In other words, the rm command interprets each word in the filename as a separate argument—it thinks you want to delete a file called third, a file called quarter, and a file called report.doc.

The solution is simple—just wrap any file or folder name containing spaces in quotation marks:

rm “third quarter report.doc”

This should be done for file/folder names that include symbols too.

TIP Another method of dealing with spaces or symbols is to escape them. This involves typing a backslash (\) before each space or symbol. To delete the above file, you could type rm third\ quarter\ report.doc. Most times quotation marks work fine.

Relative and absolute paths

A path is simply the part of a file or folder listing describing where it is located in the filesystem—/home/keir/Documents/report.doc, for example. Paths can be expressed in two ways: relative and absolute.

Imagine that a user called Frank is using the command-line and is browsing his Pictures folder, whose location is /home/frank/Pictures.

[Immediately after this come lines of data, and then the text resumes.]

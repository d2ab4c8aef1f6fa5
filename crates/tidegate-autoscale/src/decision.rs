//! The hysteresis rule.
//!
//! Pure and deterministic: the same replica count, snapshot and config
//! always produce the same decision. Rules are checked in order and the
//! first match wins:
//!
//! ```text
//! any(metric > threshold)        && current < max  → current + 1
//! all(metric < threshold * 0.5)  && current > min  → current - 1
//! otherwise                                        → current
//! ```
//!
//! Comparisons are strict, so a metric sitting exactly on a threshold or
//! half-threshold holds. The up-check runs first, so a snapshot that
//! satisfies both conditions scales up.

use tidegate_core::{MetricsSnapshot, ReplicaCount, ScalerConfig};

pub const REASON_SCALE_UP: &str = "Any(metric)>threshold";
pub const REASON_SCALE_DOWN: &str = "All(metric)<half-threshold";
pub const REASON_HOLD: &str = "Hold";

/// Fraction of each threshold below which a metric counts as idle.
const DOWN_FACTOR: f64 = 0.5;

/// Output of the hysteresis rule.
#[derive(Debug, Clone, Copy, PartialEq, Eq)]
pub struct ScaleDecision {
    pub target: ReplicaCount,
    pub reason: &'static str,
}

impl ScaleDecision {
    /// `true` when the decision asks for a different replica count.
    pub fn changes(&self, current: ReplicaCount) -> bool {
        self.target != current
    }
}

/// Map (current replicas, metrics, config) to a target and a reason.
pub fn decide(
    current: ReplicaCount,
    metrics: &MetricsSnapshot,
    config: &ScalerConfig,
) -> ScaleDecision {
    let up = metrics.cpu > config.cpu_threshold
        || metrics.mem > config.mem_threshold
        || metrics.p95 > config.p95_threshold;

    let down = metrics.cpu < config.cpu_threshold * DOWN_FACTOR
        && metrics.mem < config.mem_threshold * DOWN_FACTOR
        && metrics.p95 < config.p95_threshold * DOWN_FACTOR;

    if up && current < config.max_replicas {
        return ScaleDecision {
            target: current + 1,
            reason: REASON_SCALE_UP,
        };
    }
    if down && current > config.min_replicas {
        return ScaleDecision {
            target: current - 1,
            reason: REASON_SCALE_DOWN,
        };
    }
    ScaleDecision {
        target: current,
        reason: REASON_HOLD,
    }
}

#[cfg(test)]
mod tests {
    use super::*;

    fn test_config() -> ScalerConfig {
        ScalerConfig {
            min_replicas: 1,
            max_replicas: 10,
            cpu_threshold: 500.0,
            mem_threshold: 512.0,
            p95_threshold: 400.0,
            ..ScalerConfig::default()
        }
    }

    fn snap(cpu: f64, mem: f64, p95: f64) -> MetricsSnapshot {
        MetricsSnapshot::now(cpu, mem, p95)
    }

    #[test]
    fn scale_up_when_any_metric_above_threshold() {
        let d = decide(3, &snap(600.0, 200.0, 100.0), &test_config());
        assert_eq!(d.target, 4);
        assert_eq!(d.reason, "Any(metric)>threshold");
    }

    #[test]
    fn scale_down_when_all_metrics_below_half() {
        let d = decide(3, &snap(100.0, 50.0, 50.0), &test_config());
        assert_eq!(d.target, 2);
        assert_eq!(d.reason, "All(metric)<half-threshold");
    }

    #[test]
    fn hold_at_min_on_down_condition() {
        let d = decide(1, &snap(100.0, 50.0, 50.0), &test_config());
        assert_eq!(d, ScaleDecision { target: 1, reason: "Hold" });
    }

    #[test]
    fn hold_at_max_on_up_condition() {
        let d = decide(10, &snap(600.0, 200.0, 100.0), &test_config());
        assert_eq!(d, ScaleDecision { target: 10, reason: "Hold" });
    }

    #[test]
    fn each_metric_alone_triggers_scale_up() {
        let config = test_config();
        assert_eq!(decide(2, &snap(0.0, 513.0, 0.0), &config).target, 3);
        assert_eq!(decide(2, &snap(0.0, 0.0, 401.0), &config).target, 3);
    }

    #[test]
    fn one_busy_metric_blocks_scale_down() {
        // CPU and memory are idle but latency sits between half and full threshold.
        let d = decide(5, &snap(10.0, 10.0, 300.0), &test_config());
        assert_eq!(d.target, 5);
        assert_eq!(d.reason, REASON_HOLD);
    }

    #[test]
    fn exactly_at_threshold_holds() {
        let d = decide(3, &snap(500.0, 512.0, 400.0), &test_config());
        assert_eq!(d.target, 3);
        assert_eq!(d.reason, REASON_HOLD);
    }

    #[test]
    fn exactly_at_half_threshold_holds() {
        let config = test_config();
        // Each metric on its own half-threshold boundary, the others idle.
        for m in [
            snap(250.0, 10.0, 10.0),
            snap(10.0, 256.0, 10.0),
            snap(10.0, 10.0, 200.0),
        ] {
            let d = decide(3, &m, &config);
            assert_eq!(d.target, 3, "boundary snapshot {m:?} should hold");
        }
    }

    #[test]
    fn up_wins_when_both_conditions_hold() {
        // Negative thresholds put the half-threshold above the threshold,
        // so one snapshot can satisfy both rules.
        let config = ScalerConfig {
            cpu_threshold: -10.0,
            mem_threshold: -10.0,
            p95_threshold: -10.0,
            ..test_config()
        };
        let d = decide(5, &snap(-7.0, -7.0, -7.0), &config);
        assert_eq!(d.target, 6);
        assert_eq!(d.reason, REASON_SCALE_UP);
    }

    #[test]
    fn decide_is_deterministic() {
        let config = test_config();
        let m = snap(480.0, 100.0, 350.0);
        let first = decide(4, &m, &config);
        for _ in 0..10 {
            assert_eq!(decide(4, &m, &config), first);
        }
    }

    #[test]
    fn target_never_leaves_band() {
        let config = ScalerConfig {
            min_replicas: 2,
            max_replicas: 6,
            ..test_config()
        };
        let loads = [0.0, 100.0, 199.9, 250.0, 400.0, 500.0, 512.0, 600.0, 10_000.0];

        for current in config.min_replicas..=config.max_replicas {
            for &cpu in &loads {
                for &mem in &loads {
                    for &p95 in &loads {
                        let d = decide(current, &snap(cpu, mem, p95), &config);
                        assert!(
                            config.in_band(d.target),
                            "current={current} cpu={cpu} mem={mem} p95={p95} → {}",
                            d.target
                        );
                        assert!((d.target - current).abs() <= 1);
                    }
                }
            }
        }
    }

    #[test]
    fn changes_reports_difference() {
        let d = ScaleDecision { target: 4, reason: REASON_SCALE_UP };
        assert!(d.changes(3));
        assert!(!d.changes(4));
    }
}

NOTE Remember that the root of the filesystem, indicated by C:\ under Windows, is indicated in Linux by a single forward slash (/).

What if Frank wants to view photos from his vacation, and so wants to switch to the Disneyland folder, that is in the Pictures folder?

Frank’s been paying close attention to this book, because he knows he can type the cd command, as mentioned above. But what should he type next?

He could type the full path to the folder, like this:

cd /home/frank/Pictures/Disneyland

This works fine, but it’s a lot of typing.

In the above command, Frank has specified the absolute path to the file—the full location, from the root of the filesystem up. Of course, it would make far more sense if Frank simply typed:

cd Disneyland

After all, he’s already browsing the Pictures folder.

Frank doesn’t realize it, but here he has specified a relative path. Rather than provide the path from the bottom-up, he specified a filesystem location relative to where he’s currently browsing.

NOTE The folder a user is currently browsing is sometimes referred to as the working directory.

Once Frank has switched into the Disneyland folder, he can switch back to the Pictures folder by typing the following:

cd ..

The two periods are more command-line shorthand, this time indicating the parent folder of that being browsed.

With this in mind, what if Frank is browsing /home/frank/Pictures/Disneyland, and wants to switch to /home/frank/Music?

Frank could specify the absolute path (i.e. cd /home/frank/Music), but he can also use a relative path, like this:

cd ../../Music

In this case, Frank has specified the parent of the folder he’s browsing, and then the parent of that folder (i.e. the parent of the parent). At that point he’s back in the /home/frank folder, so the final component of the command specifies the Music folder.

It’s possible to navigate from any point in the filesystem to any other using a relative path. Of course, it’s not always the most efficient way of working, and sometimes specifying an absolute path is quickest. It’s down to the user to choose the best method each time.